# Task to carry out
Please copy each line below that contains the string "InvalidConfig".

══════

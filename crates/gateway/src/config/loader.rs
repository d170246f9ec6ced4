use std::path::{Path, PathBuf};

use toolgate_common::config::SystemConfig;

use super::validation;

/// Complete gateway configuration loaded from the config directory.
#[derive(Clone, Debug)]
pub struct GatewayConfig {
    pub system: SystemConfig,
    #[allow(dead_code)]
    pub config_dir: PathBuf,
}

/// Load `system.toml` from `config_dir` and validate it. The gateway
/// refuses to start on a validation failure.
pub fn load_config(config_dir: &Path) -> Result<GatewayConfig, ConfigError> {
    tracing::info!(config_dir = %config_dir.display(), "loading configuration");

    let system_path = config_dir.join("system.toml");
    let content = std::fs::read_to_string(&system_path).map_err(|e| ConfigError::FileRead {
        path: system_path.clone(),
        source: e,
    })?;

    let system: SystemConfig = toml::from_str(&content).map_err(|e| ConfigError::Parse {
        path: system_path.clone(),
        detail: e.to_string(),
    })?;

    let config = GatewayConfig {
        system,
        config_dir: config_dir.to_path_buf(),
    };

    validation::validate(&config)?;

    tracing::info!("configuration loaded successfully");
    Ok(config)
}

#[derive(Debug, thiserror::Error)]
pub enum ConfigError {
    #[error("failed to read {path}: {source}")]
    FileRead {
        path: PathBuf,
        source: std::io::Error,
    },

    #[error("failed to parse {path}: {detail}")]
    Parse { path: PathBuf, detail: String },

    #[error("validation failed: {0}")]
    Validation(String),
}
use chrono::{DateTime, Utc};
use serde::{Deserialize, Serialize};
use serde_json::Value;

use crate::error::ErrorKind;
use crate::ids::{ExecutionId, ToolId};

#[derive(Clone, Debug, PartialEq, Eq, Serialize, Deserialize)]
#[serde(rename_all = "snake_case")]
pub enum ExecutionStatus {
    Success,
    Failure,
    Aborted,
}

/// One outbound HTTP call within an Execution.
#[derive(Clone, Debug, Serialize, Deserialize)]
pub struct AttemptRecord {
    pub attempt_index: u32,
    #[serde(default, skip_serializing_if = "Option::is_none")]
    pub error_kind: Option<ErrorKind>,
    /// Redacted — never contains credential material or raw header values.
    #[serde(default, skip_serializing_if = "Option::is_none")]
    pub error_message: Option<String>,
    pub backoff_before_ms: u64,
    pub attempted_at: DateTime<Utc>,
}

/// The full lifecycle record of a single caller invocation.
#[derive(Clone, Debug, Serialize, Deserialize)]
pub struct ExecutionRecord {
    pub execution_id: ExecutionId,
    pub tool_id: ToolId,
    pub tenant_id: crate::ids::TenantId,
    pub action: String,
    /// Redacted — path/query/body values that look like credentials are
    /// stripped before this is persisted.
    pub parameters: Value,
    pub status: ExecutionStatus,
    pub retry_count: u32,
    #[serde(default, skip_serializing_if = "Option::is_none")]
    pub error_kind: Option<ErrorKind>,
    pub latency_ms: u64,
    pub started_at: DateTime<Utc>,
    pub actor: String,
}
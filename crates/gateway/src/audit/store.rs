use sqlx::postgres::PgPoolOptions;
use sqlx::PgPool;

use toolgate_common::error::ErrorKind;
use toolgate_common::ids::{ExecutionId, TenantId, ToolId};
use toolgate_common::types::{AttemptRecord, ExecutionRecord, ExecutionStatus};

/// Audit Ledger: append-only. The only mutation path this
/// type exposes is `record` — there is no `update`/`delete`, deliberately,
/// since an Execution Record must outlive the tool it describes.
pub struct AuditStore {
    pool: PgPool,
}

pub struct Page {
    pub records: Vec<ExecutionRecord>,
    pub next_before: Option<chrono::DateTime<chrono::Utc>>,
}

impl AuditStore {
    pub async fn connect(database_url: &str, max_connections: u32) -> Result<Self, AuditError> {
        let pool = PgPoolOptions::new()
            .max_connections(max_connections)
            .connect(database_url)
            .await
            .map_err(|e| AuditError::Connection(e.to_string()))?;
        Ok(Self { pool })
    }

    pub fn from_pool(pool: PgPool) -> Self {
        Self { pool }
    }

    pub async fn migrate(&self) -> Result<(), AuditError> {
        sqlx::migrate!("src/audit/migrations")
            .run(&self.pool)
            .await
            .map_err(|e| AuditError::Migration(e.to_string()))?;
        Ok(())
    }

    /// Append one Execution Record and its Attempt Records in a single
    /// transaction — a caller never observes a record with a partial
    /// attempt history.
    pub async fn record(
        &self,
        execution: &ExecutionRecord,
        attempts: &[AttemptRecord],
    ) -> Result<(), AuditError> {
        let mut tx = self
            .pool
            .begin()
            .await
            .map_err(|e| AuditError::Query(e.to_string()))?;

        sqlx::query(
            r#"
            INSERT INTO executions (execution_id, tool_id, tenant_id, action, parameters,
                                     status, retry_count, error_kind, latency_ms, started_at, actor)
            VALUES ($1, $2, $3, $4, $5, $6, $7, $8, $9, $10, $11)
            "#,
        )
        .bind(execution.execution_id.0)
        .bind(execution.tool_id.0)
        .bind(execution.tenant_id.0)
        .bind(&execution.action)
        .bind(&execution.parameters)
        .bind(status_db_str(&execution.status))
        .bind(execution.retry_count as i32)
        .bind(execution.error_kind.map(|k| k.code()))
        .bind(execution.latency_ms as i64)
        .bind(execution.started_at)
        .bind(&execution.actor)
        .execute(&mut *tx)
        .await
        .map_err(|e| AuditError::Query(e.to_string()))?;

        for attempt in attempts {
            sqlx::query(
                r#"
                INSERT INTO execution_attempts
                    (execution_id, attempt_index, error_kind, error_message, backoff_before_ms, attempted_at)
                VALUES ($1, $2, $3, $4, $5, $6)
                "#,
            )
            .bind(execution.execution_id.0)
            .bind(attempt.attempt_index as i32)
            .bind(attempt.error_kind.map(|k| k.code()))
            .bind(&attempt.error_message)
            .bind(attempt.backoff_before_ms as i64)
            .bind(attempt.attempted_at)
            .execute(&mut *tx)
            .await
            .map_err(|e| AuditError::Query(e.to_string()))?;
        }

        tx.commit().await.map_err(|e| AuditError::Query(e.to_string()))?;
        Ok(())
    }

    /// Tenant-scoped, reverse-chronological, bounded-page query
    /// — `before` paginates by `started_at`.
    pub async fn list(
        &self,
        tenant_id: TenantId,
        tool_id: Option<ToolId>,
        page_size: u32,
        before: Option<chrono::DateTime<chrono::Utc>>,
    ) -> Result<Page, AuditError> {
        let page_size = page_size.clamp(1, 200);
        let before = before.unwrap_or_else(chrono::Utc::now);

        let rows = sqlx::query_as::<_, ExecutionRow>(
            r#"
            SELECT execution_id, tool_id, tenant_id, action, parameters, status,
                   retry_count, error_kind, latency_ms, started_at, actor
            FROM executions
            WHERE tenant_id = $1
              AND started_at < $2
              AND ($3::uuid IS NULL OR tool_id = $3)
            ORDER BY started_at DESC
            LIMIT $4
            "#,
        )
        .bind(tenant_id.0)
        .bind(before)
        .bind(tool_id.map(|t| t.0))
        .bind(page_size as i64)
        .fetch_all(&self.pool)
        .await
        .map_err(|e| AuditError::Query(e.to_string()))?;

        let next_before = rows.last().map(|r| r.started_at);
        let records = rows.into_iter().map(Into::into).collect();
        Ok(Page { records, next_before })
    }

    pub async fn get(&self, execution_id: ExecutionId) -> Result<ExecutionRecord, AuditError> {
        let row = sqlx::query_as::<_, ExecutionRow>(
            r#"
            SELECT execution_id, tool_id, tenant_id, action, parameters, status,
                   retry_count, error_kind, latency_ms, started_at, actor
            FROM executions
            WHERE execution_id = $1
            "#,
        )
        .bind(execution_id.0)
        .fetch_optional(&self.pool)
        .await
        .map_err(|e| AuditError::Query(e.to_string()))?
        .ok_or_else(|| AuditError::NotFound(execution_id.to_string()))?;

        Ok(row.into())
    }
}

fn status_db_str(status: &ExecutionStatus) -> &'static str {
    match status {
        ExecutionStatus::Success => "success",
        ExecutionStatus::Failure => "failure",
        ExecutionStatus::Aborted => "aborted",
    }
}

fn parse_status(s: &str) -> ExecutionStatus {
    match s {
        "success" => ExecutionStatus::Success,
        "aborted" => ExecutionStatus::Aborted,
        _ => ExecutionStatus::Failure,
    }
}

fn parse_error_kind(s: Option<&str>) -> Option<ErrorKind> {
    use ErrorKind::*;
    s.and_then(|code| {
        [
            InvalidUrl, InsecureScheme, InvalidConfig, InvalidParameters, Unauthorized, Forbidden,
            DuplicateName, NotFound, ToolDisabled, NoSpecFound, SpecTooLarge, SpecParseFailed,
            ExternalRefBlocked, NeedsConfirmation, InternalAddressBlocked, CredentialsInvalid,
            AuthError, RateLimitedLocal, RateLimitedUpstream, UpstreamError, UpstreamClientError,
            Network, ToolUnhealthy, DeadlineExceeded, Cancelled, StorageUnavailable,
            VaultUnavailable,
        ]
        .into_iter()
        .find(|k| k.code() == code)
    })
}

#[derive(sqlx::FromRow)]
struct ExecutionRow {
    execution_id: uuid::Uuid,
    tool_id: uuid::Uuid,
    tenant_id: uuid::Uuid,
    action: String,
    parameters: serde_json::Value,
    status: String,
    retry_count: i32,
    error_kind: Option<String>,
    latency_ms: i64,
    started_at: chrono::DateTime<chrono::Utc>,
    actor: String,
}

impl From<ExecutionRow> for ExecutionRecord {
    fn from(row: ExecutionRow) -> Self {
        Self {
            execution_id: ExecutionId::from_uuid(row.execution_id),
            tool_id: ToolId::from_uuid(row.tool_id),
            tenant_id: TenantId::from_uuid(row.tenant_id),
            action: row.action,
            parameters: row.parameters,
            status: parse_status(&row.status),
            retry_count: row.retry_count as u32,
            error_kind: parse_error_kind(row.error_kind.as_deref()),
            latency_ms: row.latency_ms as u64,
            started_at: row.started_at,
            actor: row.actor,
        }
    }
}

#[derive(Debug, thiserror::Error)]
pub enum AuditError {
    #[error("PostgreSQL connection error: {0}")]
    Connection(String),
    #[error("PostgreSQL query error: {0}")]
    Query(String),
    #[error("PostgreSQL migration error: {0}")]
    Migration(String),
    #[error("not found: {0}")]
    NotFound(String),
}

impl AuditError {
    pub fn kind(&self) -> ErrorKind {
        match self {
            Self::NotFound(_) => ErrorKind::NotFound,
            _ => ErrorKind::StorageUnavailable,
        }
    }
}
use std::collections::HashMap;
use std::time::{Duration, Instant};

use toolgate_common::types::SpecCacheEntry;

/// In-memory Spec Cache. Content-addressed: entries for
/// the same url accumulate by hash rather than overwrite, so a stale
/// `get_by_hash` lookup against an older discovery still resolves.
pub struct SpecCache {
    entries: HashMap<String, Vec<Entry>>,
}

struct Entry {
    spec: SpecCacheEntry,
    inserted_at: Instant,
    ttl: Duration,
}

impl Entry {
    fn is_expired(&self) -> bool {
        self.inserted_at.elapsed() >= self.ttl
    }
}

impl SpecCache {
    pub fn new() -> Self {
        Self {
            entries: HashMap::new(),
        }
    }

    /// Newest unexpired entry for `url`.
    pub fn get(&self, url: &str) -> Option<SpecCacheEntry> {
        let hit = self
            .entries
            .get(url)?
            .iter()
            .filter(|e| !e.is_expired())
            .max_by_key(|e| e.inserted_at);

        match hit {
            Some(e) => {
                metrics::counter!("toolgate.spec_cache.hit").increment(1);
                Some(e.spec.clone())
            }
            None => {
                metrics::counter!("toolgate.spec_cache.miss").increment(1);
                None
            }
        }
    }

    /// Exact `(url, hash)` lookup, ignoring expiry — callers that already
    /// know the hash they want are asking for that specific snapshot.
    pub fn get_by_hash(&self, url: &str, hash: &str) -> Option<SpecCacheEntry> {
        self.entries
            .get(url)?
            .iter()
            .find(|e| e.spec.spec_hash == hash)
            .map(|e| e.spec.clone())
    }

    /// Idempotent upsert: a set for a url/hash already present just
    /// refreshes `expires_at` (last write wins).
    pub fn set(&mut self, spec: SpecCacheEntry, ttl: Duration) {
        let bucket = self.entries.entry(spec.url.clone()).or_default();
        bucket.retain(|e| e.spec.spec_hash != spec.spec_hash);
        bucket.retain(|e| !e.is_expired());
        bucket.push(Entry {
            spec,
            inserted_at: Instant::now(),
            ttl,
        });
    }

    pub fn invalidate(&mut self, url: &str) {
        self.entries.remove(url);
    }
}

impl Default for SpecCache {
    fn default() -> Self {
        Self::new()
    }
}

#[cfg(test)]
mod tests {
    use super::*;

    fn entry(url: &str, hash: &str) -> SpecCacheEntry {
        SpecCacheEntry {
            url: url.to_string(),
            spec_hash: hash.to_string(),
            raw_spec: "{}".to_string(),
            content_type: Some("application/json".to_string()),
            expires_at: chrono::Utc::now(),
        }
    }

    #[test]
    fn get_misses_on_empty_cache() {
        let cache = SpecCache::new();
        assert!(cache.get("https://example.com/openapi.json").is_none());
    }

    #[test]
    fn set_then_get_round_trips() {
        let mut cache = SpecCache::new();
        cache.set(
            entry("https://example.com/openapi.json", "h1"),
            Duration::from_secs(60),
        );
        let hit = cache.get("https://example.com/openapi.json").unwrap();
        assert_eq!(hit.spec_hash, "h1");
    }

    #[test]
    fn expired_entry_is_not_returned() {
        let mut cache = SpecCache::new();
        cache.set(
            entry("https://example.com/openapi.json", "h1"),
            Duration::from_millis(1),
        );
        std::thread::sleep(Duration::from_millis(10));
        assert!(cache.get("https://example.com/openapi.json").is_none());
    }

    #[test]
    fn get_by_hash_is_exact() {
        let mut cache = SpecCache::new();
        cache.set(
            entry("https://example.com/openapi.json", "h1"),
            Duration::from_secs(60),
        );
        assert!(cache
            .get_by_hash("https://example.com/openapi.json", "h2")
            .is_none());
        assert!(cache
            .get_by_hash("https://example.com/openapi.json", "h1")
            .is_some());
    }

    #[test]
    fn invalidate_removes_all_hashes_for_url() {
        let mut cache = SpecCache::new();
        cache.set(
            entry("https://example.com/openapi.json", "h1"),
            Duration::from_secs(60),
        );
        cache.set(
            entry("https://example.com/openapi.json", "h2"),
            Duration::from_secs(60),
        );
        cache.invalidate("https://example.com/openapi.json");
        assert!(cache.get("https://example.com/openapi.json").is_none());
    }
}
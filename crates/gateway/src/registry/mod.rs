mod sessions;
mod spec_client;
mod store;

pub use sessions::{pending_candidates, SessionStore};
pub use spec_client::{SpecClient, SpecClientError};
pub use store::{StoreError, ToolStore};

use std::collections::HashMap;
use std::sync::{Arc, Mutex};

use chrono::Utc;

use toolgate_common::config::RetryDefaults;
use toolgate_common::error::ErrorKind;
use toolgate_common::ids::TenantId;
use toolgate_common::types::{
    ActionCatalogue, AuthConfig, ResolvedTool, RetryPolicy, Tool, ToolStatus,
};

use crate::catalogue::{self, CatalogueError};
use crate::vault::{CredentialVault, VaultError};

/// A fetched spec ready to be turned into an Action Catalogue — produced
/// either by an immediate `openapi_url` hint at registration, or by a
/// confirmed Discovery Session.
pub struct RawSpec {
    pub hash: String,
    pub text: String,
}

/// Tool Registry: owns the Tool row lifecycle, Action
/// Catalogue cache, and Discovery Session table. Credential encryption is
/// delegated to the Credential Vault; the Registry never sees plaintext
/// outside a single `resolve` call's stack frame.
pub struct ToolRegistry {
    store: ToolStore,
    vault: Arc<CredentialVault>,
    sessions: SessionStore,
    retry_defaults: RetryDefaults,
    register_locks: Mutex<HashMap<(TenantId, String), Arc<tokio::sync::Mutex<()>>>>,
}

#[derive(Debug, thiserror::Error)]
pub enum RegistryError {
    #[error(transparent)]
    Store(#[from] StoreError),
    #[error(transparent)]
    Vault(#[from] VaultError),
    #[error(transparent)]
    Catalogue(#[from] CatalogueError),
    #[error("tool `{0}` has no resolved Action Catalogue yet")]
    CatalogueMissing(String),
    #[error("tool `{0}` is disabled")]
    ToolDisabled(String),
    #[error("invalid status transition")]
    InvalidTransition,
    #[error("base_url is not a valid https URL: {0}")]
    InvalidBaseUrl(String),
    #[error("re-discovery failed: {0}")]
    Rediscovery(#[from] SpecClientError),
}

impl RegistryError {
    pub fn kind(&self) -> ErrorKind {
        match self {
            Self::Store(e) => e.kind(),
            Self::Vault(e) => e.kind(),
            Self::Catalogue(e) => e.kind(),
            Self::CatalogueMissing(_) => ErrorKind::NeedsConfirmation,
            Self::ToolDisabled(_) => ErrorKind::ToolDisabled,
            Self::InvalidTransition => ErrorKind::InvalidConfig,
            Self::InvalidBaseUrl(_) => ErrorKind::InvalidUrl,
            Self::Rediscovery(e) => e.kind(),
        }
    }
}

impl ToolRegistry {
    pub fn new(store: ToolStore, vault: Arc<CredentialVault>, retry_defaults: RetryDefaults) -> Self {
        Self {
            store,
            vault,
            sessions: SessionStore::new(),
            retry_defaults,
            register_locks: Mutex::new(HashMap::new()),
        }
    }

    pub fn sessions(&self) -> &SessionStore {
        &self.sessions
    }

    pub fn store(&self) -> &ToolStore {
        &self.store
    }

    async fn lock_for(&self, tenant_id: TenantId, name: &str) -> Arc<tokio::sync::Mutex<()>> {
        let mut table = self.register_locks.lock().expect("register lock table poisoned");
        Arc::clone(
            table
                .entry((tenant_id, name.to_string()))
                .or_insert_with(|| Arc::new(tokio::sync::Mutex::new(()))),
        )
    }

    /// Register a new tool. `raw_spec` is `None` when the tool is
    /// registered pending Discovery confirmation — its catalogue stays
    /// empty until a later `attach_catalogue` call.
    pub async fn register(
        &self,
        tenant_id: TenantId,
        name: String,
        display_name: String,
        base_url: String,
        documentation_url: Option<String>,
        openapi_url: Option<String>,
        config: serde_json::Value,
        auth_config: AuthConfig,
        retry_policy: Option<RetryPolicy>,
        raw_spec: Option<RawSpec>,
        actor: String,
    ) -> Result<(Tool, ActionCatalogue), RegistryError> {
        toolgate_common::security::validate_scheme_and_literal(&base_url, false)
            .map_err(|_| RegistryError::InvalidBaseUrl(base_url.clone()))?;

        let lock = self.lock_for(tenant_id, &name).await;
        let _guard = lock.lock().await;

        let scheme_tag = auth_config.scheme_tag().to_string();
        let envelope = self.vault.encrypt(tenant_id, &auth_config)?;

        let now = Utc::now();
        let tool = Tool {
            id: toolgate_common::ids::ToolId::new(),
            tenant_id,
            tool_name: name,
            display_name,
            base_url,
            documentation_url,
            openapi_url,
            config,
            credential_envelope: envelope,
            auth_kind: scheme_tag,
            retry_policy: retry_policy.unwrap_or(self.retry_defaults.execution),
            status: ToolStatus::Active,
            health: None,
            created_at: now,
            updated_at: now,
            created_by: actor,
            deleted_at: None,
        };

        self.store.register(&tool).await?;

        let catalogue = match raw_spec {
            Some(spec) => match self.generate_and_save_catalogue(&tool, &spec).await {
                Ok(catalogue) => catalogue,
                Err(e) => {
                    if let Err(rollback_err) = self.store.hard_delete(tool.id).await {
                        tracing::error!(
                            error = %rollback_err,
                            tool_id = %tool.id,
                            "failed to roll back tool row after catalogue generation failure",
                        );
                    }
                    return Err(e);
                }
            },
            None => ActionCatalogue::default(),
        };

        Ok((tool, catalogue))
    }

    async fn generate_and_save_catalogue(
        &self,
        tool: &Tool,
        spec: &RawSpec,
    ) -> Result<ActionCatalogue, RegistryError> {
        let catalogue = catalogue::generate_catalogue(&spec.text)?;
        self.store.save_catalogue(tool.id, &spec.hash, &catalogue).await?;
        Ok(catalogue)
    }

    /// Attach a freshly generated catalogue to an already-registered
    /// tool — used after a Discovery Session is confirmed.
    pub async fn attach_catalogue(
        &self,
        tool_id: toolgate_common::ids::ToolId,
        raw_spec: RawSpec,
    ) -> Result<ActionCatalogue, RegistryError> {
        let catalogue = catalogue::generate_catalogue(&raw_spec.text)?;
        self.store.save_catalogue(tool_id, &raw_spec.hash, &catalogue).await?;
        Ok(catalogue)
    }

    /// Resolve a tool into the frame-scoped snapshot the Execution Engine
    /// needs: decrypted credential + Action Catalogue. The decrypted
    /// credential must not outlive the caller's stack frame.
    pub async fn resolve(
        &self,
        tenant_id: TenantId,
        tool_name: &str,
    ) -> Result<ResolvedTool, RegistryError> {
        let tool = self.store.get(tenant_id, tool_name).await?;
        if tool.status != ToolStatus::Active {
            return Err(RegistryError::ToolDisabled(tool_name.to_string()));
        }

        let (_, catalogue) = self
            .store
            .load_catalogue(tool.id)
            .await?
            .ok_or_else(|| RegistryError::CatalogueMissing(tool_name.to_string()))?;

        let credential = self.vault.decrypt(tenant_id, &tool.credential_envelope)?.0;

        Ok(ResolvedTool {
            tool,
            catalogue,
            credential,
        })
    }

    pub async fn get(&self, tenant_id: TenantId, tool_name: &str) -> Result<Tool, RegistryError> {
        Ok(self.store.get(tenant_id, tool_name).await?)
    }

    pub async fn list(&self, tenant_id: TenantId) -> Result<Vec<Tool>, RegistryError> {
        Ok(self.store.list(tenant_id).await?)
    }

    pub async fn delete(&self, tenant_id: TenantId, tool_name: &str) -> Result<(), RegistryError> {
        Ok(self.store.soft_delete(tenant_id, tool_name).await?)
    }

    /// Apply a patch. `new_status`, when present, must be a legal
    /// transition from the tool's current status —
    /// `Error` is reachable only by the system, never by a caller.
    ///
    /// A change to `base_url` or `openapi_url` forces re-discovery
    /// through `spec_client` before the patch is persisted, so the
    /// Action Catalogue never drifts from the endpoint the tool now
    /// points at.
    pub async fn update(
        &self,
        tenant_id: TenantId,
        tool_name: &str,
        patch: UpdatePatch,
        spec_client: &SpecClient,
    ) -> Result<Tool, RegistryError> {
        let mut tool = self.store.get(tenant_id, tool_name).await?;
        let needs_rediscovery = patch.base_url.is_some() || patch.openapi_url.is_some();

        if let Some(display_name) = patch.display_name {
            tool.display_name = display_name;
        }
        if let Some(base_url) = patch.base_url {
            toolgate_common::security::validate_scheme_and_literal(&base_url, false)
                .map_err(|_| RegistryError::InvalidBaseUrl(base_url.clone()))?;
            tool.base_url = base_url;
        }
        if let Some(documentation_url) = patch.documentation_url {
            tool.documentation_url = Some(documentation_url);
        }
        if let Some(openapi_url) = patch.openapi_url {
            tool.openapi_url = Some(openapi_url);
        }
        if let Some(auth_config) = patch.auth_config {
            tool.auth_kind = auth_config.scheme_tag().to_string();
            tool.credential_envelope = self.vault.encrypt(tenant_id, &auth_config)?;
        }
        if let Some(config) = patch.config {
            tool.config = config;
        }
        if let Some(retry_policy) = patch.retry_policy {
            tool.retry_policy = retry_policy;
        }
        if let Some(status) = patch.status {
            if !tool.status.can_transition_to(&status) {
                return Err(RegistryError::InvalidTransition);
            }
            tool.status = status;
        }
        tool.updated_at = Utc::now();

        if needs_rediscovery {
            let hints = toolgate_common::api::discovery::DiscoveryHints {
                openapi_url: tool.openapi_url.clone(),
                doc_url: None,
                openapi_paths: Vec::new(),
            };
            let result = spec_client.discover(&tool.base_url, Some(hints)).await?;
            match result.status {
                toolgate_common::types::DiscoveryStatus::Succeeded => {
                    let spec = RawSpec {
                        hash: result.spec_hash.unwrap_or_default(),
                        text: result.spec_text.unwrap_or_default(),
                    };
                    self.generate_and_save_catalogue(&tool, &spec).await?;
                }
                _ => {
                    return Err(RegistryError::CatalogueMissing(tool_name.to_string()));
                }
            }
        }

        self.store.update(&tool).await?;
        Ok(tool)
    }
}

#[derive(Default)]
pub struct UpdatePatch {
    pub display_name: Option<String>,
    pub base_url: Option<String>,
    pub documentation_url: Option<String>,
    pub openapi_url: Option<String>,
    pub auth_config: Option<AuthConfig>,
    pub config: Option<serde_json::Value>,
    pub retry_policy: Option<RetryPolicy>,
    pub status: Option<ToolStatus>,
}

══════

# Response area
            InvalidUrl, InsecureScheme, InvalidConfig, InvalidParameters, Unauthorized, Forbidden,
            Self::InvalidTransition => ErrorKind::InvalidConfig,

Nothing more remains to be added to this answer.